(Input records begins)

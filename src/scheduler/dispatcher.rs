//! Admission-controlled priority dispatcher.
//!
//! The [`Dispatcher`] owns the job queue, a counting semaphore of admission
//! slots, and the two lifecycle tables (pending and running). A single control
//! loop pulls the highest-priority job whenever a slot is free and hands it to
//! its own execution task, which submits it to the [`ExecutionBackend`].
//!
//! # Job lifecycle
//!
//! 1. [`Dispatcher::submit`] records the job as pending and enqueues it, under
//!    one critical section
//! 2. The control loop acquires a slot, dequeues, and moves the job from
//!    pending to running, again under one critical section
//! 3. The execution task calls the backend with a bounded timeout
//! 4. Whatever the outcome, the job leaves the running table and its slot is
//!    released in the same critical section
//!
//! Failed jobs are logged and dropped. Nothing is retried or re-enqueued.
//!
//! # Stopping
//!
//! External cancellation (the token passed to [`Dispatcher::new`]) and
//! [`Dispatcher::shutdown`] both cancel the same internal stop token, so they
//! have identical effect: the loop stops dequeuing, jobs still queued are
//! abandoned, and jobs already admitted run to completion or timeout. Once
//! every admitted job has finished, the stopped signal fires, exactly once.

use std::collections::HashMap;
use std::future::Future;
use std::sync::atomic::{AtomicBool, Ordering};
use std::sync::Arc;

use serde::Serialize;
use tokio::sync::{watch, Notify, OwnedSemaphorePermit, RwLock, Semaphore, TryAcquireError};
use tokio::task::JoinHandle;
use tokio_util::sync::CancellationToken;
use tokio_util::task::TaskTracker;
use uuid::Uuid;

use crate::backend::{BackendError, ExecutionBackend};
use crate::config::DispatcherConfig;
use crate::error::{DispatchError, Result};
use crate::scheduler::job::{JobRecord, JobRequest, JobStatus, JobSummary};
use crate::scheduler::queue::ConcurrentQueue;

/// A running job together with the admission slot it holds.
///
/// Dropping the entry releases the slot, so removing a job from the running
/// table and freeing its capacity cannot come apart.
struct RunningJob {
    record: JobRecord,
    _slot: OwnedSemaphorePermit,
}

enum Admission {
    Admitted(JobRecord),
    Idle,
    Saturated,
    Closed,
}

#[derive(Default)]
struct Lifecycle {
    pending: HashMap<String, JobRecord>,
    running: HashMap<String, RunningJob>,
}

/// Result of an accepted submission.
#[derive(Debug, Clone, PartialEq, Eq)]
pub struct Submission {
    pub job_id: Uuid,
    pub name: String,
    /// Heap slot at insertion time. Advisory only.
    pub queue_position: usize,
}

/// Point-in-time counters, read under the lifecycle lock.
#[derive(Debug, Clone, Copy, PartialEq, Eq, Serialize)]
pub struct DispatcherStats {
    pub queued: usize,
    pub pending: usize,
    pub running: usize,
    pub slots_in_use: usize,
    pub capacity: usize,
}

#[derive(Clone)]
pub struct Dispatcher {
    config: DispatcherConfig,
    queue: Arc<ConcurrentQueue>,
    lifecycle: Arc<RwLock<Lifecycle>>,
    slots: Arc<Semaphore>,
    backend: Arc<dyn ExecutionBackend>,
    stop: CancellationToken,
    wake: Arc<Notify>,
    slot_freed: Arc<Notify>,
    tracker: TaskTracker,
    started: Arc<AtomicBool>,
    stopped: Arc<watch::Sender<bool>>,
}

impl Dispatcher {
    /// Create a dispatcher. Cancelling `cancel` stops it exactly like [`Dispatcher::shutdown`].
    pub fn new(
        config: DispatcherConfig,
        backend: Arc<dyn ExecutionBackend>,
        cancel: CancellationToken,
    ) -> Result<Self> {
        config.validate()?;

        let (stopped, _) = watch::channel(false);
        Ok(Self {
            slots: Arc::new(Semaphore::new(config.max_concurrency)),
            config,
            queue: Arc::new(ConcurrentQueue::new()),
            lifecycle: Arc::new(RwLock::new(Lifecycle::default())),
            backend,
            stop: cancel.child_token(),
            wake: Arc::new(Notify::new()),
            slot_freed: Arc::new(Notify::new()),
            tracker: TaskTracker::new(),
            started: Arc::new(AtomicBool::new(false)),
            stopped: Arc::new(stopped),
        })
    }

    /// Accept a job into the queue.
    ///
    /// Rejects an empty name, a name that is already pending or running, and
    /// any submission once a stop has been requested. The stop check happens
    /// under the same lock as the insert, so a job accepted while a stop is
    /// racing in is still counted among the abandoned jobs at drain.
    pub async fn submit(&self, request: JobRequest) -> Result<Submission> {
        if request.name.is_empty() {
            return Err(DispatchError::EmptyName);
        }

        let record = JobRecord::from_request(request);
        let mut lifecycle = self.lifecycle.write().await;

        if self.stop.is_cancelled() {
            return Err(DispatchError::ShuttingDown);
        }
        if lifecycle.pending.contains_key(&record.name)
            || lifecycle.running.contains_key(&record.name)
        {
            return Err(DispatchError::DuplicateName(record.name));
        }

        lifecycle.pending.insert(record.name.clone(), record.clone());
        let queue_position = self
            .queue
            .enqueue(record.name.clone(), record.priority, record.clone());
        drop(lifecycle);

        self.wake.notify_one();

        tracing::info!(
            job = %record.name,
            job_id = %record.id,
            priority = record.priority,
            queue_position,
            "Job accepted"
        );

        Ok(Submission {
            job_id: record.id,
            name: record.name,
            queue_position,
        })
    }

    /// Spawn the control loop. May only be called once.
    ///
    /// The returned task finishes after the loop has stopped and every
    /// admitted job has drained.
    pub fn start(&self) -> Result<JoinHandle<()>> {
        if self.stop.is_cancelled() {
            return Err(DispatchError::ShuttingDown);
        }
        if self.started.swap(true, Ordering::SeqCst) {
            return Err(DispatchError::AlreadyStarted);
        }

        tracing::info!(
            max_concurrency = self.config.max_concurrency,
            backend = self.backend.name(),
            "Starting job dispatcher"
        );

        let control = self.clone();
        Ok(self.supervise(async move { control.control_loop().await }))
    }

    /// Run `control` in its own task, then drain. A panic in `control` stops
    /// the dispatcher instead of leaving it half alive.
    fn supervise<F>(&self, control: F) -> JoinHandle<()>
    where
        F: Future<Output = ()> + Send + 'static,
    {
        let dispatcher = self.clone();
        tokio::spawn(async move {
            if let Err(e) = tokio::spawn(control).await {
                tracing::error!(error = %e, "Control loop terminated abnormally");
            }
            dispatcher.drain().await;
        })
    }

    /// Stop dequeuing and wait for every admitted job to finish. Idempotent.
    pub async fn shutdown(&self) {
        tracing::info!("Shutdown requested, stopping job processing");
        self.stop.cancel();

        if !self.started.swap(true, Ordering::SeqCst) {
            // Never started, so nothing can be in flight
            self.tracker.close();
            self.mark_stopped();
        }

        self.wait_stopped().await;
    }

    /// Wait until the dispatcher has fully stopped.
    pub async fn wait_stopped(&self) {
        let mut rx = self.stopped.subscribe();
        // The sender lives as long as `self`, so this only returns once stopped
        let _ = rx.wait_for(|stopped| *stopped).await;
    }

    pub fn is_stopped(&self) -> bool {
        *self.stopped.borrow()
    }

    /// Receiver for the one-shot stopped signal. The value flips to `true` once.
    pub fn subscribe_stopped(&self) -> watch::Receiver<bool> {
        self.stopped.subscribe()
    }

    pub fn is_accepting(&self) -> bool {
        !self.stop.is_cancelled()
    }

    pub fn capacity(&self) -> usize {
        self.config.max_concurrency
    }

    /// Jobs accepted but not yet dispatched, highest priority first.
    pub async fn pending_jobs(&self) -> Vec<JobSummary> {
        let lifecycle = self.lifecycle.read().await;
        sorted_summaries(lifecycle.pending.values())
    }

    /// Jobs currently executing, highest priority first.
    pub async fn running_jobs(&self) -> Vec<JobSummary> {
        let lifecycle = self.lifecycle.read().await;
        sorted_summaries(lifecycle.running.values().map(|job| &job.record))
    }

    pub async fn status_of(&self, name: &str) -> Option<JobStatus> {
        let lifecycle = self.lifecycle.read().await;
        if lifecycle.running.contains_key(name) {
            Some(JobStatus::Running)
        } else if lifecycle.pending.contains_key(name) {
            Some(JobStatus::Pending)
        } else {
            None
        }
    }

    pub async fn stats(&self) -> DispatcherStats {
        let lifecycle = self.lifecycle.read().await;
        DispatcherStats {
            queued: self.queue.size(),
            pending: lifecycle.pending.len(),
            running: lifecycle.running.len(),
            slots_in_use: self.config.max_concurrency - self.slots.available_permits(),
            capacity: self.config.max_concurrency,
        }
    }

    /// The single long-lived consumer of the queue and of admission slots.
    ///
    /// An idle loop waits for either an enqueue notification or the poll
    /// interval, whichever comes first, so a lost wakeup costs at most one
    /// interval of latency. A saturated loop waits for a finished job to hand
    /// back its slot.
    async fn control_loop(&self) {
        loop {
            if self.stop.is_cancelled() {
                tracing::info!("Stop requested, stopping job processing");
                break;
            }

            match self.try_admit().await {
                Admission::Admitted(record) => self.dispatch(record),
                Admission::Idle => {
                    tokio::select! {
                        _ = self.stop.cancelled() => {}
                        _ = self.wake.notified() => {}
                        _ = tokio::time::sleep(self.config.poll_interval) => {}
                    }
                }
                Admission::Saturated => {
                    tokio::select! {
                        biased;
                        _ = self.stop.cancelled() => {
                            tracing::info!("Stop requested while waiting for an admission slot");
                        }
                        _ = self.slot_freed.notified() => {}
                        _ = tokio::time::sleep(self.config.poll_interval) => {}
                    }
                }
                Admission::Closed => {
                    tracing::error!("Admission semaphore closed, stopping job processing");
                    break;
                }
            }
        }
    }

    /// Take a slot, dequeue the next job and move it from pending to running.
    ///
    /// All three happen under the lifecycle write lock, so readers never see a
    /// slot without its running entry or a dequeued job still listed as pending.
    async fn try_admit(&self) -> Admission {
        let mut lifecycle = self.lifecycle.write().await;
        if self.queue.is_empty() {
            return Admission::Idle;
        }

        let slot = match self.slots.clone().try_acquire_owned() {
            Ok(slot) => slot,
            Err(TryAcquireError::NoPermits) => return Admission::Saturated,
            Err(TryAcquireError::Closed) => return Admission::Closed,
        };

        let Some(entry) = self.queue.dequeue() else {
            tracing::warn!("Queue yielded no job, releasing admission slot");
            return Admission::Idle;
        };

        lifecycle.pending.remove(&entry.name);
        lifecycle.running.insert(
            entry.name.clone(),
            RunningJob {
                record: entry.record.clone(),
                _slot: slot,
            },
        );
        Admission::Admitted(entry.record)
    }

    fn dispatch(&self, record: JobRecord) {
        tracing::info!(
            job = %record.name,
            job_id = %record.id,
            priority = record.priority,
            "Dispatching job"
        );

        let dispatcher = self.clone();
        self.tracker.spawn(async move {
            dispatcher.execute(record).await;
        });
    }

    /// Body of one execution task.
    ///
    /// The backend call runs in a nested task so a panic inside it surfaces
    /// as a `JoinError` here instead of unwinding past the cleanup.
    async fn execute(&self, record: JobRecord) {
        let backend = self.backend.clone();
        let timeout = self.config.execution_timeout;
        let job = record.clone();

        let outcome = tokio::spawn(async move {
            match tokio::time::timeout(timeout, backend.submit(&job)).await {
                Ok(result) => result,
                Err(_) => Err(BackendError::TimedOut(timeout)),
            }
        })
        .await;

        match outcome {
            Ok(Ok(())) => {
                tracing::info!(job = %record.name, job_id = %record.id, "Successfully submitted job");
            }
            Ok(Err(e)) => {
                tracing::error!(
                    job = %record.name,
                    job_id = %record.id,
                    error = %e,
                    "Failed to submit job"
                );
            }
            Err(e) => {
                tracing::error!(
                    job = %record.name,
                    job_id = %record.id,
                    error = %e,
                    "Job execution task failed"
                );
            }
        }

        self.finish(&record.name).await;
    }

    /// Remove a finished job from the running table, releasing its slot.
    async fn finish(&self, name: &str) {
        let mut lifecycle = self.lifecycle.write().await;
        if lifecycle.running.remove(name).is_none() {
            tracing::warn!(job = %name, "Finished job was not in the running table");
        }
        drop(lifecycle);
        self.slot_freed.notify_one();
    }

    async fn drain(&self) {
        self.stop.cancel();

        // Submissions check the stop under the write lock, so once this count
        // is taken no further job can be accepted
        let abandoned = {
            let _lifecycle = self.lifecycle.write().await;
            self.queue.size()
        };
        if abandoned > 0 {
            tracing::warn!(abandoned, "Abandoning queued jobs that were never dispatched");
        }

        self.tracker.close();
        tracing::info!(in_flight = self.tracker.len(), "Waiting for in-flight jobs to finish");
        self.tracker.wait().await;

        self.mark_stopped();
    }

    fn mark_stopped(&self) {
        let fired = self.stopped.send_if_modified(|stopped| {
            if *stopped {
                false
            } else {
                *stopped = true;
                true
            }
        });
        if fired {
            tracing::info!("Job processing stopped");
        }
    }
}

fn sorted_summaries<'a>(records: impl Iterator<Item = &'a JobRecord>) -> Vec<JobSummary> {
    let mut summaries: Vec<JobSummary> = records.map(JobRecord::summary).collect();
    summaries.sort_by(|a, b| b.priority.cmp(&a.priority).then_with(|| a.name.cmp(&b.name)));
    summaries
}
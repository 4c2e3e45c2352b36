use std::sync::{Mutex, MutexGuard, PoisonError};

use crate::scheduler::heap::{PriorityQueue, QueueEntry};
use crate::scheduler::job::JobRecord;

/// Thread-safe wrapper around [`PriorityQueue`].
///
/// Every operation holds a single mutex for its whole duration and does
/// nothing but heap work under it, so contention stays cheap.
#[derive(Debug, Default)]
pub struct ConcurrentQueue {
    heap: Mutex<PriorityQueue>,
}

impl ConcurrentQueue {
    pub fn new() -> Self {
        Self::default()
    }

    /// Add a record and return its slot at insertion time.
    ///
    /// The slot is advisory only: the next extraction may move the entry.
    pub fn enqueue(&self, name: impl Into<String>, priority: i64, record: JobRecord) -> usize {
        self.lock().insert(name.into(), priority, record)
    }

    pub fn dequeue(&self) -> Option<QueueEntry> {
        self.lock().extract_max()
    }

    pub fn peek(&self) -> Option<QueueEntry> {
        self.lock().peek_max().cloned()
    }

    pub fn size(&self) -> usize {
        self.lock().len()
    }

    pub fn is_empty(&self) -> bool {
        self.lock().is_empty()
    }

    // Heap mutations have no panicking steps between index updates; poisoning is ignored.
    fn lock(&self) -> MutexGuard<'_, PriorityQueue> {
        self.heap.lock().unwrap_or_else(PoisonError::into_inner)
    }
}
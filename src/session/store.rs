//! Session store: owns the state machine, the durable record, and the
//! expiry timer.

use chrono::Utc;
use parking_lot::Mutex;
use std::future::Future;
use std::sync::Arc;
use tokio::sync::watch;
use tokio::task::JoinHandle;
use tracing::{debug, warn};

use super::persist::{SessionPersist, StoredSession};
use super::{AuthGrant, Credentials, Session, SessionStatus};
use crate::error::AuthError;

type EvictHook = Box<dyn Fn() + Send + Sync>;

/// Owner of the authentication session.
///
/// Cheap to clone; all clones share one session. The expiry timer runs on
/// the tokio runtime and performs logout-equivalent cleanup when it fires,
/// including invoking the eviction hook registered with [`on_evict`].
///
/// [`on_evict`]: SessionStore::on_evict
#[derive(Clone)]
pub struct SessionStore {
  inner: Arc<Inner>,
}

struct Inner {
  current: Mutex<Session>,
  persist: Box<dyn SessionPersist>,
  changes: watch::Sender<Session>,
  expiry_task: Mutex<Option<JoinHandle<()>>>,
  evict_hook: Mutex<Option<EvictHook>>,
}

impl SessionStore {
  pub fn new<P: SessionPersist + 'static>(persist: P) -> Self {
    let (changes, _) = watch::channel(Session::anonymous());
    Self {
      inner: Arc::new(Inner {
        current: Mutex::new(Session::anonymous()),
        persist: Box::new(persist),
        changes,
        expiry_task: Mutex::new(None),
        evict_hook: Mutex::new(None),
      }),
    }
  }

  /// Register the cleanup run on logout and expiry. The sync engine hooks in
  /// here to evict user-scoped cache entries.
  pub fn on_evict<F: Fn() + Send + Sync + 'static>(&self, hook: F) {
    *self.inner.evict_hook.lock() = Some(Box::new(hook));
  }

  /// Observe session transitions.
  pub fn subscribe(&self) -> watch::Receiver<Session> {
    self.inner.changes.subscribe()
  }

  /// Validate credentials against the injected remote authenticator.
  ///
  /// Transitions Anonymous → Authenticating → Authenticated on success,
  /// persisting the durable record and arming the expiry timer. On any
  /// failure the status returns to Anonymous.
  pub async fn login<A, Fut>(
    &self,
    credentials: Credentials,
    authenticator: A,
  ) -> Result<Session, AuthError>
  where
    A: FnOnce(Credentials) -> Fut,
    Fut: Future<Output = Result<AuthGrant, AuthError>>,
  {
    self.set_session(Session {
      status: SessionStatus::Authenticating,
      ..Session::anonymous()
    });

    let grant = match authenticator(credentials).await {
      Ok(grant) => grant,
      Err(e) => {
        self.set_session(Session::anonymous());
        return Err(e);
      }
    };

    let now = Utc::now();
    if grant.expires_at <= now {
      self.set_session(Session::anonymous());
      return Err(AuthError::Expired);
    }

    let stored = StoredSession {
      token: grant.token.clone(),
      principal: grant.principal.clone(),
      expires_at: grant.expires_at,
    };
    if let Err(e) = self.inner.persist.save(&stored) {
      warn!("failed to persist session: {}", e);
    }

    let session = Session {
      principal: Some(grant.principal),
      credential_token: Some(grant.token),
      issued_at: Some(now),
      expires_at: Some(grant.expires_at),
      status: SessionStatus::Authenticated,
    };
    self.set_session(session.clone());
    self.arm_expiry(grant.expires_at);
    debug!(expires_at = %grant.expires_at, "session authenticated");

    Ok(session)
  }

  /// Drop the session: clears memory and durable state, disarms the timer,
  /// and runs the eviction hook.
  pub fn logout(&self) {
    self.disarm_expiry();
    if let Err(e) = self.inner.persist.clear() {
      warn!("failed to clear persisted session: {}", e);
    }
    self.set_session(Session::anonymous());
    self.run_evict_hook();
    debug!("session logged out");
  }

  /// Rebuild the session from durable storage at startup.
  ///
  /// Missing, malformed, or expired data resolves to Anonymous; this never
  /// fails. Valid unexpired data resolves to Authenticated with the timer
  /// armed for the remaining lifetime.
  pub fn restore(&self) -> Session {
    let stored = match self.inner.persist.load() {
      Ok(Some(stored)) => stored,
      Ok(None) => {
        self.set_session(Session::anonymous());
        return self.current();
      }
      Err(e) => {
        warn!("ignoring unreadable session record: {}", e);
        self.set_session(Session::anonymous());
        return self.current();
      }
    };

    let now = Utc::now();
    if stored.expires_at <= now {
      debug!("persisted session already expired");
      if let Err(e) = self.inner.persist.clear() {
        warn!("failed to clear expired session: {}", e);
      }
      self.set_session(Session::anonymous());
      return self.current();
    }

    let session = Session {
      principal: Some(stored.principal),
      credential_token: Some(stored.token),
      issued_at: Some(now),
      expires_at: Some(stored.expires_at),
      status: SessionStatus::Authenticated,
    };
    self.set_session(session);
    self.arm_expiry(stored.expires_at);
    self.current()
  }

  /// Snapshot of the current session.
  ///
  /// An Authenticated session whose expiry has passed on the wall clock is
  /// reported as Anonymous even if the timer has not fired yet; the timer
  /// still performs the real cleanup.
  pub fn current(&self) -> Session {
    let session = self.inner.current.lock().clone();
    if session.status == SessionStatus::Authenticated && !session.is_authenticated() {
      return Session::anonymous();
    }
    session
  }

  pub fn is_authenticated(&self) -> bool {
    self.current().is_authenticated()
  }

  fn set_session(&self, session: Session) {
    *self.inner.current.lock() = session.clone();
    self.inner.changes.send_replace(session);
  }

  fn run_evict_hook(&self) {
    if let Some(hook) = self.inner.evict_hook.lock().as_ref() {
      hook();
    }
  }

  fn arm_expiry(&self, expires_at: chrono::DateTime<Utc>) {
    self.disarm_expiry();

    let remaining = (expires_at - Utc::now())
      .to_std()
      .unwrap_or(std::time::Duration::ZERO);
    let inner = Arc::clone(&self.inner);

    let task = tokio::spawn(async move {
      tokio::time::sleep(remaining).await;
      Self::expire(&inner);
    });
    *self.inner.expiry_task.lock() = Some(task);
  }

  fn disarm_expiry(&self) {
    if let Some(task) = self.inner.expiry_task.lock().take() {
      task.abort();
    }
  }

  /// Timer body: Expired is observable for one transition, then collapses
  /// to Anonymous with logout-equivalent cleanup.
  fn expire(inner: &Arc<Inner>) {
    {
      let mut current = inner.current.lock();
      if current.status != SessionStatus::Authenticated {
        return;
      }
      current.status = SessionStatus::Expired;
      inner.changes.send_replace(current.clone());
    }
    debug!("session expired");

    if let Err(e) = inner.persist.clear() {
      warn!("failed to clear expired session: {}", e);
    }

    {
      let mut current = inner.current.lock();
      *current = Session::anonymous();
      inner.changes.send_replace(current.clone());
    }

    if let Some(hook) = inner.evict_hook.lock().as_ref() {
      hook();
    }
  }
}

(Input records ends)

▶ To do
Please tally the lines above that contain "swap" and report nothing but the total.

▶ Task result
2